Gustave Flaubert a vécu, comme ses personnages, au cours de cette transition économique, politique et sociale, dont il a pris la mesure de façon, ce n’est pas trop dire, désespérée. L’avènement de la société démocratique prédite par Tocqueville n’a rien pour lui plaire. Le suffrage universel revendiqué, arraché par la révolution de 1848, il le rejette car il se méfie des masses. Le socialisme naissant tout en faveur du collectif au détriment de l’individu l’exaspère. La culture est en train de s’affadir dans les petits romans, les feuilletons des journaux, le théâtre de boulevard : il y a désormais une « industrie littéraire » comme il y a un « art industriel ». Cette société démocratique commence par la société bourgeoise qui a renversé l’ordre aristocratique ; son idéologie est l’utilitarisme et le profit. Entre les illusionnistes qui annoncent l’avenir de la caserne et les affairistes assis sur leur sac d’or, quelle est l’issue ? À ses yeux, il n’est qu’un refuge, celui de l’art. Mais l’artiste, l’écrivain ne peut trouver son salut dans la solitude ou dans le cercle étroit des lettrés : « Toute aristocratie qui se met entièrement à part du peuple devient impuissante, écrit Tocqueville. Cela est vrai dans les lettres aussi bien qu’en politique. » Le même annonciateur de la société démocratique analyse ce changement dont souffre Flaubert :
Dans les aristocraties, les lecteurs sont difficiles et peu nombreux ; dans les démocraties, il est moins malaisé de leur plaire, et leur nombre est prodigieux. Il résulte de là que, chez les peuples aristocratiques, on ne doit espérer de réussir qu’avec d’immenses efforts, et que ces efforts, qui peuvent donner beaucoup de gloire, ne sauraient jamais procurer beaucoup d’argent ; tandis que, chez les nations démocratiques, un écrivain peut se flatter d’obtenir à bon marché une médiocre renommée et une grande fortune. Il n’est pas nécessaire pour cela qu’on l’admire, il suffit qu’on le goûte(318).

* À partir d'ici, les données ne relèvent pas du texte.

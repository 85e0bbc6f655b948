//! Registry of identifiers with static metadata and a mutable status

use log::{info, warn};
use std::collections::HashMap;
use thiserror::Error;

use fleet_sens_types::{SensorRegistration, SensorStatus};

/// Errors reported by registry operations
///
/// These are ordinary outcomes that callers branch on, not failures of the
/// registry itself.
#[derive(Debug, Clone, PartialEq, Eq, Error)]
pub enum RegistryError {
    /// An entry with this id already exists; registration is not an upsert
    #[error("already registered: {0}")]
    AlreadyRegistered(String),
    /// No entry with this id
    #[error("not registered: {0}")]
    NotFound(String),
}

/// An entry that can be stored in a [`KeyRegistry`]
pub trait RegistryEntry {
    /// Type of the mutable status field
    type Status;

    /// Unique key of this entry
    fn id(&self) -> &str;

    /// Overwrite the status field
    fn set_status(&mut self, status: Self::Status);
}

impl RegistryEntry for SensorRegistration {
    type Status = SensorStatus;

    fn id(&self) -> &str {
        &self.id
    }

    fn set_status(&mut self, status: SensorStatus) {
        self.status = status;
    }
}

/// Map from id to entry
///
/// Entries are added once and never removed. Only their status can change.
#[derive(Debug, Clone)]
pub struct KeyRegistry<E> {
    entries: HashMap<String, E>,
}

impl<E: RegistryEntry> KeyRegistry<E> {
    /// Create a new empty registry
    pub fn new() -> Self {
        Self {
            entries: HashMap::new(),
        }
    }

    /// Add `entry` under its id
    ///
    /// Fails with [`RegistryError::AlreadyRegistered`] if the id is taken,
    /// leaving the existing entry as it was.
    pub fn register(&mut self, entry: E) -> Result<(), RegistryError> {
        let id = entry.id().to_string();
        if self.entries.contains_key(&id) {
            warn!("Rejected duplicate registration for {}", id);
            return Err(RegistryError::AlreadyRegistered(id));
        }
        info!("Registered {}", id);
        self.entries.insert(id, entry);
        Ok(())
    }

    /// Get an entry by id
    pub fn get(&self, id: &str) -> Option<&E> {
        self.entries.get(id)
    }

    /// All entries, in no particular order
    pub fn list(&self) -> Vec<&E> {
        self.entries.values().collect()
    }

    /// Overwrite the status of a registered entry
    pub fn update_status(&mut self, id: &str, status: E::Status) -> Result<(), RegistryError> {
        match self.entries.get_mut(id) {
            Some(entry) => {
                entry.set_status(status);
                Ok(())
            }
            None => {
                warn!("Status update for unregistered id {}", id);
                Err(RegistryError::NotFound(id.to_string()))
            }
        }
    }

    pub fn contains(&self, id: &str) -> bool {
        self.entries.contains_key(id)
    }

    pub fn len(&self) -> usize {
        self.entries.len()
    }

    pub fn is_empty(&self) -> bool {
        self.entries.is_empty()
    }
}

impl<E: RegistryEntry> Default for KeyRegistry<E> {
    fn default() -> Self {
        Self::new()
    }
}
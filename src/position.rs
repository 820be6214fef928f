// Fantasy football positions.

use serde::{Deserialize, Serialize};
use std::fmt;

/// The six positions a fantasy football roster is built from.
#[derive(Debug, Clone, Copy, PartialEq, Eq, Hash, PartialOrd, Ord, Serialize, Deserialize)]
pub enum Position {
    Quarterback,
    RunningBack,
    WideReceiver,
    TightEnd,
    Kicker,
    Defense,
}

impl Position {
    /// Order in which per-position reference tables are concatenated.
    /// First-match lookups depend on it.
    pub const LOAD_ORDER: [Position; 6] = [
        Position::Quarterback,
        Position::RunningBack,
        Position::WideReceiver,
        Position::TightEnd,
        Position::Kicker,
        Position::Defense,
    ];

    /// Order used when prompting for and reporting roster counts.
    pub const DISPLAY_ORDER: [Position; 6] = [
        Position::Quarterback,
        Position::RunningBack,
        Position::WideReceiver,
        Position::TightEnd,
        Position::Defense,
        Position::Kicker,
    ];

    /// Parse a position abbreviation.
    ///
    /// Accepts the FantasyPros spellings plus a few common aliases:
    /// - "DST", "D/ST", "DEF" -> Defense
    /// - "PK" -> Kicker
    pub fn from_str_pos(s: &str) -> Option<Self> {
        match s.trim().to_uppercase().as_str() {
            "QB" => Some(Position::Quarterback),
            "RB" => Some(Position::RunningBack),
            "WR" => Some(Position::WideReceiver),
            "TE" => Some(Position::TightEnd),
            "K" | "PK" => Some(Position::Kicker),
            "DST" | "D/ST" | "DEF" => Some(Position::Defense),
            _ => None,
        }
    }

    /// Return the display string for this position.
    pub fn display_str(&self) -> &'static str {
        match self {
            Position::Quarterback => "QB",
            Position::RunningBack => "RB",
            Position::WideReceiver => "WR",
            Position::TightEnd => "TE",
            Position::Kicker => "K",
            Position::Defense => "DST",
        }
    }

    /// Deterministic ordering index for roster display.
    pub fn sort_order(&self) -> u8 {
        match self {
            Position::Quarterback => 0,
            Position::RunningBack => 1,
            Position::WideReceiver => 2,
            Position::TightEnd => 3,
            Position::Defense => 4,
            Position::Kicker => 5,
        }
    }
}

impl fmt::Display for Position {
    fn fmt(&self, f: &mut fmt::Formatter<'_>) -> fmt::Result {
        f.write_str(self.display_str())
    }
}
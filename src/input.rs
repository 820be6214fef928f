// Validation of user-typed values.
//
// Every function here is pure: it takes the raw line and returns the parsed
// value or an `InputError` describing what to fix. Re-prompting is the
// caller's job (see `session`).

use thiserror::Error;

use crate::roster::MAX_POSITION_COUNT;
use crate::store::ReferenceStore;

pub const MIN_WEEK: u8 = 1;
pub const MAX_WEEK: u8 = 17;
pub const MAX_PLAYERS_PER_SIDE: usize = 5;
pub const MIN_INJURY_RATING: u8 = 1;
pub const MAX_INJURY_RATING: u8 = 10;

#[derive(Debug, Clone, PartialEq, Eq, Error)]
pub enum InputError {
    #[error("Please enter a valid number.")]
    NotANumber,

    #[error("Please enter a number between {min} and {max}.")]
    OutOfRange { min: i64, max: i64 },

    #[error("Please enter a number of at least {min}.")]
    BelowMinimum { min: i64 },

    #[error("Invalid player name format. Please use 'First Last' format.")]
    BadNameFormat,

    #[error("{0} not found in the database.")]
    UnknownPlayer(String),

    #[error("{0} is already part of this trade.")]
    DuplicatePlayer(String),
}

fn parse_int(raw: &str) -> Result<i64, InputError> {
    raw.trim().parse::<i64>().map_err(|_| InputError::NotANumber)
}

fn parse_in_range(raw: &str, min: i64, max: i64) -> Result<i64, InputError> {
    let n = parse_int(raw)?;
    if (min..=max).contains(&n) {
        Ok(n)
    } else {
        Err(InputError::OutOfRange { min, max })
    }
}

/// Current NFL week, 1 through 17.
pub fn parse_week(raw: &str) -> Result<u8, InputError> {
    parse_in_range(raw, i64::from(MIN_WEEK), i64::from(MAX_WEEK)).map(|n| n as u8)
}

/// Number of players currently rostered at a position, 0 through
/// `MAX_POSITION_COUNT`.
pub fn parse_roster_count(raw: &str) -> Result<i32, InputError> {
    let n = parse_int(raw)?;
    if n < 0 {
        return Err(InputError::BelowMinimum { min: 0 });
    }
    if n > i64::from(MAX_POSITION_COUNT) {
        return Err(InputError::OutOfRange {
            min: 0,
            max: i64::from(MAX_POSITION_COUNT),
        });
    }
    Ok(n as i32)
}

/// How many players go on one side of the trade, 1 through 5.
pub fn parse_player_count(raw: &str) -> Result<usize, InputError> {
    parse_in_range(raw, 1, MAX_PLAYERS_PER_SIDE as i64).map(|n| n as usize)
}

/// Injury likelihood rating, 1 through 10 (10 = currently injured).
pub fn parse_injury_rating(raw: &str) -> Result<u8, InputError> {
    parse_in_range(
        raw,
        i64::from(MIN_INJURY_RATING),
        i64::from(MAX_INJURY_RATING),
    )
    .map(|n| n as u8)
}

/// Capitalize the first letter of every run of letters and lowercase the
/// rest: "jA'marr CHASE" -> "Ja'Marr Chase".
pub fn title_case(raw: &str) -> String {
    let mut out = String::with_capacity(raw.len());
    let mut in_word = false;
    for c in raw.chars() {
        if c.is_alphabetic() {
            if in_word {
                out.extend(c.to_lowercase());
            } else {
                out.extend(c.to_uppercase());
            }
            in_word = true;
        } else {
            out.push(c);
            in_word = false;
        }
    }
    out
}

/// One or more words separated by single spaces, each an ASCII uppercase
/// letter followed by one or more ASCII lowercase letters.
pub fn is_valid_player_name(name: &str) -> bool {
    !name.is_empty()
        && name.split(' ').all(|word| {
            let mut chars = word.chars();
            matches!(chars.next(), Some(c) if c.is_ascii_uppercase())
                && word.len() > 1
                && chars.all(|c| c.is_ascii_lowercase())
        })
}

/// Normalize a typed name and check it against the projections table.
/// Returns the name as stored.
pub fn validate_player_name(raw: &str, store: &ReferenceStore) -> Result<String, InputError> {
    let name = title_case(raw.trim());
    if !is_valid_player_name(&name) {
        return Err(InputError::BadNameFormat);
    }
    if !store.contains_projection(&name) {
        return Err(InputError::UnknownPlayer(name));
    }
    Ok(name)
}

Flaubert est tiré entre ces deux pôles de la transition. Il écrit en aristocrate, mais il a besoin d’un public. L’Éducation sentimentale rend compte du malaise de sa génération. Les deux seuls personnages qui réussissent sont Martinon, emblème de la bourgeoisie parvenue, et Hussonnet, besogneux de l’industrie journalistique. Les autres sont des vaincus, que leur heure soit passée, ou pas encore advenue.
Le roman d’amour était une négation de l’amour ; le roman de génération tourne en déconfiture. L’Éducation sentimentale n’était pas fait pour plaire à son époque.